A total of 18 participants ranging from 20 to 38 years old (M = 28:56 years, SD = 5:06 years) took part in the study, including 8 females and 10 males. The first three participants were pilot testers.

In summary, 

1.   80% of the participants were able to decrease 24.8% of their average BR when they were experiencing the  sequential tactile feedback pattern (TS_SQ) compared to the average baseline extracted from the TS_N condition., while reporting the same energy and pleasantness levels and without any significant extra stress. 
2.  40% of participants preferred the TS_SQ mode compared to 33% who preferred the TS_SC. 
3. 20% of participants were able to make the immediate connection between breathing control and the device's purpose before disclosing the information. 
4.  93% of participants reported that they would recommend using the device for stress relief and meditation/yoga practice. 
5. The electrodermal activity (EDA), which was measured for verifying if there was an effect of the device usage on the users' affective arousal level, suggests that the synchronized tactile stimulation pattern (TS_SC) is the least arousing. When comparing the total number of peaks for the four segments, no significant difference is reported (Friedman chi-squared = 5.36, df = 3, p-value = 0.15).

Remarks

Eight participants commented on the feelings and emotions induced by the use of the device, four of
them reported the feeling of a pet or person presence, while four reported more focus, calmness and more comfort when using the device in the seat belt. 

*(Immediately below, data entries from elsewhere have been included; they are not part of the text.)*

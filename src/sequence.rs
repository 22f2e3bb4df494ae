//! Doubly linked sequence with borrow-checked cursors.
//!
//! Nodes live in an index arena owned by the sequence: a `Vec` of slots and a
//! free list of vacated indices. Links are slot indices, so no `unsafe` is
//! needed. Every push hands back a [`NodeId`] stamped with the slot's
//! generation; once that node is removed the handle goes stale and lookups
//! through it return `None` even after the slot is reused. [`Sequence::clear`]
//! releases the arena itself and moves the sequence to a new epoch, so
//! handles from before the clear stay stale too.
//!
//! Traversal state lives outside the sequence. Any number of [`Cursor`]s and
//! [`Iter`]s may read concurrently, while a [`CursorMut`] holds the sequence
//! exclusively and is the only way to remove nodes mid-traversal.

use alloc::vec::Vec;
use core::fmt;
use core::iter::FusedIterator;
use core::ops::Deref;

use crate::common::CollectionError;
use crate::hash::same_ref;

/// Stable handle to a node inside a [`Sequence`].
#[derive(Debug, Clone, Copy, PartialEq, Eq, Hash)]
pub struct NodeId {
    index: usize,
    generation: u32,
}

#[derive(Clone)]
struct Node<T> {
    value: T,
    prev: Option<usize>,
    next: Option<usize>,
}

#[derive(Clone)]
struct Slot<T> {
    generation: u32,
    node: Option<Node<T>>,
}

/// Doubly linked list owning its nodes.
#[derive(Clone)]
pub struct Sequence<T> {
    slots: Vec<Slot<T>>,
    free: Vec<usize>,
    head: Option<usize>,
    tail: Option<usize>,
    len: usize,
    // generation given to fresh slots; raised past every issued handle on clear
    epoch: u32,
}
//! Singly linked LIFO stack.

use alloc::boxed::Box;
use core::fmt;
use core::iter::FusedIterator;

struct Node<T> {
    value: T,
    next: Option<Box<Node<T>>>,
}

/// LIFO stack of owned nodes. Push, pop and peek are O(1).
pub struct Stack<T> {
    top: Option<Box<Node<T>>>,
    len: usize,
}

impl<T> Stack<T> {
    pub const fn new() -> Self {
        Self { top: None, len: 0 }
    }

    /// Push `value` on top.
    pub fn push(&mut self, value: T) {
        let next = self.top.take();
        self.top = Some(Box::new(Node { value, next }));
        self.len += 1;
    }

    /// Remove and return the top value.
    pub fn pop(&mut self) -> Option<T> {
        let node = self.top.take()?;
        let Node { value, next } = *node;
        self.top = next;
        self.len -= 1;
        Some(value)
    }

    /// Peek at the top value without removing it.
    pub fn top(&self) -> Option<&T> {
        self.top.as_deref().map(|n| &n.value)
    }

    pub fn top_mut(&mut self) -> Option<&mut T> {
        self.top.as_deref_mut().map(|n| &mut n.value)
    }

    pub fn is_empty(&self) -> bool {
        self.top.is_none()
    }

    pub fn len(&self) -> usize {
        self.len
    }

    /// Pop every node. Iterative, so long stacks do not recurse in `Drop`.
    pub fn clear(&mut self) {
        let mut cursor = self.top.take();
        while let Some(mut node) = cursor {
            cursor = node.next.take();
        }
        self.len = 0;
    }

    /// Iterate from top to bottom.
    pub fn iter(&self) -> Iter<'_, T> {
        Iter {
            next: self.top.as_deref(),
            remaining: self.len,
        }
    }
}

impl<T> Drop for Stack<T> {
    fn drop(&mut self) {
        self.clear();
    }
}

impl<T> Default for Stack<T> {
    fn default() -> Self {
        Self::new()
    }
}

impl<T: fmt::Debug> fmt::Debug for Stack<T> {
    fn fmt(&self, f: &mut fmt::Formatter<'_>) -> fmt::Result {
        f.debug_list().entries(self.iter()).finish()
    }
}

impl<T> Extend<T> for Stack<T> {
    fn extend<I: IntoIterator<Item = T>>(&mut self, iter: I) {
        for value in iter {
            self.push(value);
        }
    }
}

/// Builds a stack by pushing in iteration order, so the last item ends on
/// top.
impl<T> FromIterator<T> for Stack<T> {
    fn from_iter<I: IntoIterator<Item = T>>(iter: I) -> Self {
        let mut stack = Stack::new();
        stack.extend(iter);
        stack
    }
}

/// Borrowing iterator over a [`Stack`], top first.
pub struct Iter<'a, T> {
    next: Option<&'a Node<T>>,
    remaining: usize,
}

impl<'a, T> Iterator for Iter<'a, T> {
    type Item = &'a T;

    fn next(&mut self) -> Option<Self::Item> {
        let node = self.next?;
        self.next = node.next.as_deref();
        self.remaining -= 1;
        Some(&node.value)
    }

    fn size_hint(&self) -> (usize, Option<usize>) {
        (self.remaining, Some(self.remaining))
    }
}

impl<'a, T> ExactSizeIterator for Iter<'a, T> {}
impl<'a, T> FusedIterator for Iter<'a, T> {}

impl<'a, T> IntoIterator for &'a Stack<T> {
    type Item = &'a T;
    type IntoIter = Iter<'a, T>;

    fn into_iter(self) -> Self::IntoIter {
        self.iter()
    }
}

/// Owning iterator that pops until empty.
pub struct IntoIter<T>(Stack<T>);

impl<T> Iterator for IntoIter<T> {
    type Item = T;

    fn next(&mut self) -> Option<T> {
        self.0.pop()
    }

    fn size_hint(&self) -> (usize, Option<usize>) {
        (self.0.len, Some(self.0.len))
    }
}

impl<T> ExactSizeIterator for IntoIter<T> {}

impl<T> IntoIterator for Stack<T> {
    type Item = T;
    type IntoIter = IntoIter<T>;

    fn into_iter(self) -> Self::IntoIter {
        IntoIter(self)
    }
}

One participant highlighted the usefulness of such device attached to the seat belt to appreciate the wear of the seat belt while it is usually uncomfortable to put. 

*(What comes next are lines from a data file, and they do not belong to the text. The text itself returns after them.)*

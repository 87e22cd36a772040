use std::{
    collections::VecDeque,
    fmt::Display,
    sync::{
        atomic::{AtomicBool, Ordering},
        Arc,
    },
    thread::{self, JoinHandle},
};

use crossbeam_channel::{Receiver, Sender};
use log::{debug, info, trace, warn};
use once_cell::unsync::OnceCell;
use thiserror::Error;

use crate::int_code::{
    com::{Process, ProcessState},
    io::Channel,
    Program,
};

#[derive(Debug, Error)]
pub enum Error {
    #[error("Get error({1}) in execution of host @ {0}")]
    ExecutionError(usize, crate::Error),
    #[error("Try to send packet to invalid address({0})")]
    InvalidSendAddr(i64),
    #[error("Network doesn't settle after {0} tick(s)")]
    NetworkStalled(usize),
    #[error("Host @ {0} doesn't wait for input within {1} step(s) of one tick")]
    TickStepLimit(usize, usize),
    #[error("All hosts in network have halted before NAT sees a repeated packet")]
    NetworkHalted,
}

#[derive(Debug, Clone, PartialEq, Eq)]
pub struct Packet {
    from_addr: usize,
    to_addr: usize,
    x: i64,
    y: i64,
}

impl Display for Packet {
    fn fmt(&self, f: &mut std::fmt::Formatter<'_>) -> std::fmt::Result {
        write!(
            f,
            "(from: {}, to: {}, x: {}, y: {})",
            self.from(),
            self.to(),
            self.x(),
            self.y()
        )
    }
}

impl Packet {
    pub fn new(from_addr: usize, to_addr: usize, x: i64, y: i64) -> Self {
        Self {
            from_addr,
            to_addr,
            x,
            y,
        }
    }

    pub fn from(&self) -> usize {
        self.from_addr
    }

    pub fn to(&self) -> usize {
        self.to_addr
    }

    pub fn x(&self) -> i64 {
        self.x
    }

    pub fn y(&self) -> i64 {
        self.y
    }
}

enum PacketAsmState {
    Idle,
    WaitX,
    WaitY,
}

// Groups the output of one host into (destination, x, y) triples.
pub struct PacketAssembler {
    state: PacketAsmState,
    imm_packet: Packet,
}

impl PacketAssembler {
    pub fn new(addr: usize) -> Self {
        Self {
            state: PacketAsmState::Idle,
            imm_packet: Packet::new(addr, 0, 0, 0),
        }
    }

    pub fn assemble(&mut self, value: i64) -> Result<Option<Packet>, Error> {
        match self.state {
            PacketAsmState::Idle => {
                let to_addr = usize::try_from(value).map_err(|_| Error::InvalidSendAddr(value))?;
                self.imm_packet.to_addr = to_addr;
                self.state = PacketAsmState::WaitX;
                Ok(None)
            }
            PacketAsmState::WaitX => {
                self.imm_packet.x = value;
                self.state = PacketAsmState::WaitY;
                Ok(None)
            }
            PacketAsmState::WaitY => {
                self.imm_packet.y = value;
                self.state = PacketAsmState::Idle;
                Ok(Some(self.imm_packet.clone()))
            }
        }
    }
}

#[derive(Debug, Clone, PartialEq, Eq)]
pub struct NetworkConfig {
    pub host_n: usize,
    pub nat_addr: usize,
    pub nat_send_addr: usize,
    /// Completed ticks allowed before giving up.
    pub max_ticks: Option<usize>,
    /// Instructions one host may run in a single tick.
    pub max_tick_steps: Option<usize>,
}

impl Default for NetworkConfig {
    fn default() -> Self {
        Self {
            host_n: 50,
            nat_addr: 255,
            nat_send_addr: 0,
            max_ticks: None,
            max_tick_steps: None,
        }
    }
}

#[derive(Debug)]
struct NetworkNAT {
    addr: usize,
    send_addr: usize,
    first_pac: OnceCell<Packet>,
    recv_pac: Option<Packet>,
    sent_pacs: Vec<Packet>,
}

impl NetworkNAT {
    fn new(addr: usize, send_addr: usize) -> Self {
        Self {
            addr,
            send_addr,
            first_pac: OnceCell::new(),
            recv_pac: None,
            sent_pacs: Vec::new(),
        }
    }

    fn recv(&mut self, pac: Packet) {
        debug!("NAT receive {}", pac);
        self.first_pac.get_or_init(|| pac.clone());
        self.recv_pac = Some(Packet::new(self.addr, self.send_addr, pac.x(), pac.y()));
    }

    // The packet stays in NAT, so it can be sent again on next idle.
    fn send(&mut self) -> Option<Packet> {
        let pac = self.recv_pac.clone()?;
        info!("Network is idle, NAT send {}.", pac);
        self.sent_pacs.push(pac.clone());
        Some(pac)
    }

    fn last_sent_y(&self) -> Option<i64> {
        self.sent_pacs.last().map(|p| p.y())
    }
}

#[derive(Debug, Clone)]
pub struct NetworkReport {
    first_nat_packet: Option<Packet>,
    repeated_y: i64,
    nat_deliveries: Vec<Packet>,
    ticks: usize,
}

impl NetworkReport {
    /// The first packet ever sent to NAT.
    pub fn first_nat_packet(&self) -> Option<&Packet> {
        self.first_nat_packet.as_ref()
    }

    /// Y delivered by NAT twice in a row.
    pub fn repeated_y(&self) -> i64 {
        self.repeated_y
    }

    pub fn nat_deliveries(&self) -> &[Packet] {
        &self.nat_deliveries
    }

    pub fn ticks(&self) -> usize {
        self.ticks
    }
}

#[derive(Debug)]
struct TickReport {
    outputs: Vec<i64>,
    state: ProcessState,
}

type TickResult = Result<TickReport, crate::Error>;

// One host of network, the process itself lives on the worker thread.
struct Host {
    addr: usize,
    inbox: VecDeque<i64>,
    pac_asm: PacketAssembler,
    halted: bool,
    tick_sender: Option<Sender<Vec<i64>>>,
    report_receiver: Receiver<TickResult>,
    handle: Option<JoinHandle<()>>,
}

impl Host {
    fn start(
        addr: usize,
        program: &Program,
        stop: Arc<AtomicBool>,
        max_steps: Option<usize>,
    ) -> Result<Self, Error> {
        let (tick_sender, tick_receiver) = crossbeam_channel::unbounded();
        let (report_sender, report_receiver) = crossbeam_channel::unbounded();
        let proc = Process::new(program);
        let handle = thread::Builder::new()
            .name(format!("nic-{}", addr))
            .spawn(move || {
                host_worker(addr, proc, tick_receiver, report_sender, stop, max_steps)
            })
            .map_err(|e| Error::ExecutionError(addr, crate::Error::from(e)))?;

        Ok(Self {
            addr,
            inbox: VecDeque::new(),
            pac_asm: PacketAssembler::new(addr),
            halted: false,
            tick_sender: Some(tick_sender),
            report_receiver,
            handle: Some(handle),
        })
    }

    // Hand all pending input to the host, or the sentinel if there's none.
    // Returns true if only the sentinel is given.
    fn feed(&mut self) -> Result<bool, Error> {
        let idle = self.inbox.is_empty();
        let batch = if idle {
            vec![-1]
        } else {
            self.inbox.drain(..).collect()
        };
        trace!("Host @ {} is given {:?}.", self.addr, batch);

        self.tick_sender
            .as_ref()
            .ok_or(Error::ExecutionError(self.addr, crate::Error::ChannelDisconnected))?
            .send(batch)
            .map_err(|_| self.worker_gone())?;

        Ok(idle)
    }

    fn wait_report(&self) -> Result<TickReport, Error> {
        self.report_receiver
            .recv()
            .map_err(|_| self.worker_gone())?
            .map_err(|e| Error::ExecutionError(self.addr, e))
    }

    fn worker_gone(&self) -> Error {
        Error::ExecutionError(
            self.addr,
            crate::Error::WorkerPanicked(format!("nic-{}", self.addr)),
        )
    }

    fn shutdown(&mut self) {
        self.tick_sender.take();
        if let Some(handle) = self.handle.take() {
            if handle.join().is_err() {
                warn!("Worker of host @ {} panicked.", self.addr);
            }
        }
    }
}

fn host_worker(
    addr: usize,
    mut proc: Process,
    tick_receiver: Receiver<Vec<i64>>,
    report_sender: Sender<TickResult>,
    stop: Arc<AtomicBool>,
    max_steps: Option<usize>,
) {
    let mut input = Channel::new(&[addr as i64]);
    for batch in tick_receiver.iter() {
        batch.into_iter().for_each(|v| input.push(v));
        let mut outputs = Vec::new();
        let res = match max_steps {
            Some(m) => proc.run_bounded(&mut input, &mut outputs, &stop, m),
            None => proc.run_until(&mut input, &mut outputs, &stop),
        };
        let is_done = !matches!(res, Ok(ProcessState::Block));
        if report_sender
            .send(res.map(|state| TickReport { outputs, state }))
            .is_err()
            || is_done
        {
            break;
        }
    }

    trace!("Worker of host @ {} exits.", addr);
}

struct Network {
    hosts: Vec<Host>,
    nat: NetworkNAT,
    stop: Arc<AtomicBool>,
    max_tick_steps: Option<usize>,
}

impl Network {
    fn start(program: &Program, config: &NetworkConfig) -> Result<Self, Error> {
        let mut network = Network {
            hosts: Vec::with_capacity(config.host_n),
            nat: NetworkNAT::new(config.nat_addr, config.nat_send_addr),
            stop: Arc::new(AtomicBool::new(false)),
            max_tick_steps: config.max_tick_steps,
        };
        for addr in 0..config.host_n {
            let host = Host::start(addr, program, network.stop.clone(), config.max_tick_steps)?;
            network.hosts.push(host);
        }
        debug!("Network with {} host(s) started.", config.host_n);

        Ok(network)
    }

    fn run(&mut self, max_ticks: Option<usize>) -> Result<NetworkReport, Error> {
        let mut is_quiet = false;
        let mut tick_count = 0;
        loop {
            if self.hosts.iter().all(|h| h.halted) {
                return Err(Error::NetworkHalted);
            }

            if is_quiet && self.hosts.iter().all(|h| h.inbox.is_empty()) {
                let last_y = self.nat.last_sent_y();
                if let Some(pac) = self.nat.send() {
                    let y = pac.y();
                    self.route(pac);
                    if last_y == Some(y) {
                        info!("NAT sent y({}) twice in a row after {} tick(s).", y, tick_count);
                        return Ok(self.report(y, tick_count));
                    }
                }
            }

            if max_ticks.is_some_and(|m| tick_count >= m) {
                return Err(Error::NetworkStalled(tick_count));
            }

            is_quiet = self.tick()?;
            tick_count += 1;
        }
    }

    // Returns true if no host got any packet or sent anything in this tick.
    fn tick(&mut self) -> Result<bool, Error> {
        let mut is_quiet = true;
        for host in self.hosts.iter_mut().filter(|h| !h.halted) {
            is_quiet &= host.feed()?;
        }

        let mut packets = Vec::new();
        for host in self.hosts.iter_mut().filter(|h| !h.halted) {
            let report = host.wait_report()?;
            is_quiet &= report.outputs.is_empty();
            for value in report.outputs {
                if let Some(packet) = host.pac_asm.assemble(value)? {
                    packets.push(packet);
                }
            }

            match report.state {
                ProcessState::Halt => {
                    info!("Host @ {} halted.", host.addr);
                    host.halted = true;
                }
                // Only the step limit pauses a host while the network is running.
                ProcessState::Ready => {
                    let limit = self.max_tick_steps.unwrap_or_default();
                    return Err(Error::TickStepLimit(host.addr, limit));
                }
                _ => (),
            }
        }

        packets.into_iter().for_each(|p| self.route(p));
        Ok(is_quiet)
    }

    fn route(&mut self, packet: Packet) {
        trace!("Send: {}", packet);
        if packet.to() == self.nat.addr {
            self.nat.recv(packet);
            return;
        }

        match self.hosts.get_mut(packet.to()) {
            Some(host) if !host.halted => {
                host.inbox.push_back(packet.x());
                host.inbox.push_back(packet.y());
            }
            _ => warn!("Drop packet {}, no working host there.", packet),
        }
    }

    fn report(&self, repeated_y: i64, ticks: usize) -> NetworkReport {
        NetworkReport {
            first_nat_packet: self.nat.first_pac.get().cloned(),
            repeated_y,
            nat_deliveries: self.nat.sent_pacs.clone(),
            ticks,
        }
    }

    fn shutdown(&mut self) {
        self.stop.store(true, Ordering::Release);
        self.hosts.iter_mut().for_each(Host::shutdown);
        debug!("Network shut down.");
    }
}

impl Drop for Network {
    fn drop(&mut self) {
        self.shutdown();
    }
}

/// Run hosts of given program in network until NAT sends the same y twice in a row
/// to its send address.
pub fn run_network(program: &Program, config: &NetworkConfig) -> Result<NetworkReport, Error> {
    Network::start(program, config)?.run(config.max_ticks)
}

#[cfg(test)]
mod tests {
    use super::*;

    #[test]
    fn assembler_waits_for_whole_packet() {
        let mut asm = PacketAssembler::new(3);
        assert!(asm.assemble(1).unwrap().is_none());
        assert!(asm.assemble(7).unwrap().is_none());
        assert_eq!(asm.assemble(8).unwrap(), Some(Packet::new(3, 1, 7, 8)));
    }

    #[test]
    fn negative_destination_is_rejected() {
        let mut asm = PacketAssembler::new(0);
        assert!(matches!(asm.assemble(-2), Err(Error::InvalidSendAddr(-2))));
    }

    #[test]
    fn nat_keeps_first_packet_and_last_packet() {
        let mut nat = NetworkNAT::new(255, 0);
        assert!(nat.send().is_none());
        nat.recv(Packet::new(1, 255, 1, 2));
        nat.recv(Packet::new(2, 255, 3, 4));
        assert_eq!(nat.first_pac.get(), Some(&Packet::new(1, 255, 1, 2)));
        assert_eq!(nat.send(), Some(Packet::new(255, 0, 3, 4)));
        assert_eq!(nat.send(), Some(Packet::new(255, 0, 3, 4)));
        assert_eq!(nat.last_sent_y(), Some(4));
    }
}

Three participants comments can be classified related to the use of the device, two recommended using it while driving and another as a device to help kids to sleep. 

One participant reported that it would be more relaxing to have warmth from the device while getting the tactile stimulation which could make this feeling more similar to hugging someone. 

Only one reported a remark related to the design, wishing to have the device along the whole seat belt, proposing then to enlarge the contact surface with the body.

Applications

Commuting in Cabin

A 73% of participants reported that the aSpire would be effective for stress relief, we think that applying aSpire for a car or bus seat-belt, or perhaps an airplane seat-belt (this would need more testing because of the lap position), could enhance comfort and relaxation during travel and commutes. Some visions of the future include autonomous cars with the potential of the car cabin becoming a place for greater relaxation and well-being. Since most participants perceived the sequential tactile pattern as massaging, and the synchronized tactile pattern as soothing, aSpire may help enable such a future vision.

Given the device’s demonstrated potential to support reaching a lower goal breathing rate (GBR), we think that setting a higher GBR might also be effective. A few participants reported that condition (sequential tactile stimulation pattern) felt like awakening them, and the work by Russo et al.  presented benefits of increasing the BR as alerting and increasing focus. Thus, future work should evaluate the potential of aSpire’s programmability, using different settings, to help users achieve different types of desired benefits.

Potential Application of Enhancing the Connectedness over Distance

As we currently developed two aSpire devices, we hope to explore the potential usage which is for enhancing communication over distance/in a same space via tactile feedback. aSpire could be used for enhancing the physiological and emotional connectedness of a couple who are communicating through video conference while walking on a road/staying in a room by delivering each other's BR phase and rate.  Not only for this physiological connectedness, but the aSpire could be used as a playful and interactive tactile communication tool- as TMG showed several examples such as inTouch, and PegBlocks- via distributed aSpire's symmetric/asymmetric connected inflation and deflation motions in response to users' touch and pushing force.  Detailed concept of physiological connected ness via biofeedback interface can be found in my MAS thesis (BioResonant Interfaces: Tangible, Subliminal Biofeedback to Regulate Physiological States, MIT) page 62 - 65.